Almost £4m to be spent on revamping Kettering's cultural hub
The library, museum and art gallery in Sheep Street will have an expensive makeover
Kettering’s library, museum and art gallery will be given a £3.9m makeover following funding from government and the borough and county councils.
The three adjacent Grade II listed buildings in Sheep Street which are collectively labelled GLaM (Kettering Gallery, Library and Museum) are being renovated as part of an ambition by the borough council to establish the area as the ‘cultural anchor’ for North Northamptonshire.
A total of £867,000 will be spent on an internal refurbishment of the library plus another £300,000 on a new roof. £1.6m will be spent on an extension to the Alfred East Art Gallery with another £163,000 spent on an internal renovation. And the Manor House museum will have £800,000 spent on an internal spruce up and £200,000 spent on its gardens.
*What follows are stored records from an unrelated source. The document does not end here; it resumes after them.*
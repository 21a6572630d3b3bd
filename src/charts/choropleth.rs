//! Choropleth of incident counts per neighbourhood.
//!
//! Neighbourhood outlines are concave, so the map is rasterised with plotters
//! into an RGB buffer that the dashboard uploads as a texture. The projected
//! rings are kept for hover hit-testing in image space.

use crate::aggregate::RegionCount;
use crate::charts::palette::{count_level, reds, to_plotters};
use crate::charts::renderer::ExportError;
use plotters::prelude::*;

const MAP_PADDING: f64 = 10.0;
const BACKGROUND: RGBColor = RGBColor(245, 245, 245);

/// One drawn neighbourhood in image coordinates.
#[derive(Debug, Clone)]
pub struct MapRegion {
    pub name: String,
    pub count: u64,
    rings: Vec<Vec<(f64, f64)>>,
}

impl MapRegion {
    /// Even-odd test over every ring of the region.
    pub fn contains(&self, x: f64, y: f64) -> bool {
        self.rings.iter().any(|ring| ring_contains(ring, x, y))
    }
}

/// A rendered map plus the regions needed to resolve hovers.
pub struct ChoroplethMap {
    pub width: u32,
    pub height: u32,
    /// Row-major RGB pixels.
    pub pixels: Vec<u8>,
    pub regions: Vec<MapRegion>,
    pub min_count: u64,
    pub max_count: u64,
}

/// Fits lon/lat into a pixel box, correcting longitude for latitude.
#[derive(Debug, Clone, Copy)]
struct Projection {
    min: [f64; 2],
    lon_scale: f64,
    scale: f64,
    offset: [f64; 2],
    height: f64,
}

impl Projection {
    fn fit(min: [f64; 2], max: [f64; 2], width: u32, height: u32) -> Self {
        let mid_lat = (min[1] + max[1]) / 2.0;
        let lon_scale = mid_lat.to_radians().cos();
        let span_x = ((max[0] - min[0]) * lon_scale).max(f64::EPSILON);
        let span_y = (max[1] - min[1]).max(f64::EPSILON);

        let avail_x = (width as f64 - 2.0 * MAP_PADDING).max(1.0);
        let avail_y = (height as f64 - 2.0 * MAP_PADDING).max(1.0);
        let scale = (avail_x / span_x).min(avail_y / span_y);

        Self {
            min,
            lon_scale,
            scale,
            offset: [
                MAP_PADDING + (avail_x - span_x * scale) / 2.0,
                MAP_PADDING + (avail_y - span_y * scale) / 2.0,
            ],
            height: height as f64,
        }
    }

    fn apply(&self, p: [f64; 2]) -> (f64, f64) {
        let x = self.offset[0] + (p[0] - self.min[0]) * self.lon_scale * self.scale;
        let y = self.height - (self.offset[1] + (p[1] - self.min[1]) * self.scale);
        (x, y)
    }
}

fn ring_contains(ring: &[(f64, f64)], x: f64, y: f64) -> bool {
    let mut inside = false;
    let mut j = ring.len().wrapping_sub(1);
    for i in 0..ring.len() {
        let (xi, yi) = ring[i];
        let (xj, yj) = ring[j];
        if (yi > y) != (yj > y) && x < (xj - xi) * (y - yi) / (yj - yi) + xi {
            inside = !inside;
        }
        j = i;
    }
    inside
}

fn render_error<E: std::fmt::Display>(e: E) -> ExportError {
    ExportError::Render(e.to_string())
}

impl ChoroplethMap {
    /// Rasterise `regions` into a `width` x `height` image.
    pub fn render(regions: &[RegionCount<'_>], width: u32, height: u32) -> Result<Self, ExportError> {
        let min_count = regions.iter().map(|r| r.count).min().unwrap_or(0);
        let max_count = regions.iter().map(|r| r.count).max().unwrap_or(0);

        let bounds = regions
            .iter()
            .filter_map(|r| r.boundary.bounds())
            .reduce(|(lo, hi), (l, h)| {
                (
                    [lo[0].min(l[0]), lo[1].min(l[1])],
                    [hi[0].max(h[0]), hi[1].max(h[1])],
                )
            });

        let projected: Vec<MapRegion> = match bounds {
            Some((lo, hi)) => {
                let projection = Projection::fit(lo, hi, width, height);
                regions
                    .iter()
                    .map(|r| MapRegion {
                        name: r.boundary.area_name.clone(),
                        count: r.count,
                        rings: r
                            .boundary
                            .rings
                            .iter()
                            .map(|ring| ring.iter().map(|p| projection.apply(*p)).collect())
                            .collect(),
                    })
                    .collect()
            }
            None => Vec::new(),
        };

        let mut pixels = vec![0u8; width as usize * height as usize * 3];
        {
            let root = BitMapBackend::with_buffer(&mut pixels, (width, height)).into_drawing_area();
            root.fill(&BACKGROUND).map_err(render_error)?;

            for region in &projected {
                let shade = to_plotters(reds(0.1 + 0.9 * count_level(region.count, min_count, max_count)));
                for ring in &region.rings {
                    let points: Vec<(i32, i32)> = ring
                        .iter()
                        .map(|&(x, y)| (x.round() as i32, y.round() as i32))
                        .collect();
                    root.draw(&Polygon::new(points.clone(), shade.filled()))
                        .map_err(render_error)?;
                    root.draw(&PathElement::new(points, WHITE.stroke_width(1)))
                        .map_err(render_error)?;
                }
            }
            root.present().map_err(render_error)?;
        }

        log::debug!("Rendered choropleth with {} regions", projected.len());
        Ok(Self {
            width,
            height,
            pixels,
            regions: projected,
            min_count,
            max_count,
        })
    }

    /// Region under image pixel `(x, y)`.
    pub fn region_at(&self, x: f64, y: f64) -> Option<&MapRegion> {
        self.regions.iter().find(|r| r.contains(x, y))
    }
}

#[cfg(test)]
mod tests {
    use super::*;
    use crate::data::NeighbourhoodBoundary;

    fn square(code: &str, x0: f64, y0: f64) -> NeighbourhoodBoundary {
        NeighbourhoodBoundary {
            area_code: code.to_string(),
            area_name: format!("Area {}", code),
            rings: vec![vec![
                [x0, y0],
                [x0 + 0.1, y0],
                [x0 + 0.1, y0 + 0.1],
                [x0, y0 + 0.1],
                [x0, y0],
            ]],
        }
    }

    #[test]
    fn ring_test_handles_concave_outline() {
        let l_shape = vec![
            (0.0, 0.0),
            (10.0, 0.0),
            (10.0, 2.0),
            (2.0, 2.0),
            (2.0, 10.0),
            (0.0, 10.0),
        ];
        assert!(ring_contains(&l_shape, 1.0, 5.0));
        assert!(ring_contains(&l_shape, 5.0, 1.0));
        assert!(!ring_contains(&l_shape, 5.0, 5.0));
    }

    #[test]
    fn projection_keeps_north_up() {
        let projection = Projection::fit([-79.6, 43.6], [-79.1, 43.9], 400, 300);
        let (_, south) = projection.apply([-79.4, 43.6]);
        let (_, north) = projection.apply([-79.4, 43.9]);
        assert!(north < south);
        let (west, _) = projection.apply([-79.6, 43.7]);
        assert!(west >= MAP_PADDING - 1e-9);
    }

    #[test]
    fn hover_resolves_the_region_under_the_pointer() {
        let west = square("1", -79.5, 43.7);
        let east = square("2", -79.3, 43.7);
        let regions = vec![
            RegionCount { boundary: &west, count: 4 },
            RegionCount { boundary: &east, count: 9 },
        ];

        let map = ChoroplethMap::render(&regions, 200, 100).unwrap();
        assert_eq!(map.pixels.len(), 200 * 100 * 3);
        assert_eq!((map.min_count, map.max_count), (4, 9));

        let (x, y) = {
            let ring = &map.regions[1].rings[0];
            let cx = ring.iter().map(|p| p.0).sum::<f64>() / ring.len() as f64;
            let cy = ring.iter().map(|p| p.1).sum::<f64>() / ring.len() as f64;
            (cx, cy)
        };
        assert_eq!(map.region_at(x, y).map(|r| r.name.as_str()), Some("Area 2"));
        assert!(map.region_at(0.0, 0.0).is_none());
    }

    #[test]
    fn empty_map_still_renders_background() {
        let map = ChoroplethMap::render(&[], 10, 10).unwrap();
        assert!(map.regions.is_empty());
        assert_eq!(&map.pixels[..3], &[245, 245, 245]);
    }
}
The bulk of the cash has come from a £3m grant from the government’s Get Building fund , after a bid through the South East Midlands Local Enterprise Partnership (SEMLEP) with a further £640,000 from Kettering Council’s reserves and Northamptonshire County Council has also given £300,000.
A report to the executive council meeting last night said: “Our collective ambition for GLaM is to become a Cultural Anchor for North Northamptonshire. Whilst the facilities are valued and well used, there are key physical constraints which prevent them from elevating and transforming into a visitor destination. The aim of this project is to improve these assets and diversify their uses in order to change the way communities access and engage with culture and creative industries, unlock economic growth through skills development, job creation and boosting the visitor economy.”
The concept for the scheme began in 2018 and the borough council has been working with the county authority to progress the scheme. A feasibility study was carried out last year and the council found out last month it had been awarded the grant, with final contracts to be signed next month. There is a tight timescale attached to the funding, with planning permission needed by December this year and the scheme must be completed by December 2020.
The council has brought in external consultants to work with it on the project and the expectation is that capital works will be completed by January 2022.
The museum, which closed due to Covid restrictions, will remain closed until after the building works are complete.
The new works will run alongside the heritage action zone project which will involve another £4m being spent on renovating the public realm.
The improvements come after years of criticism about the town centre, which has undergone severe decline in the past decade and lost its flagship high street stores and some customers to Rushden Lakes.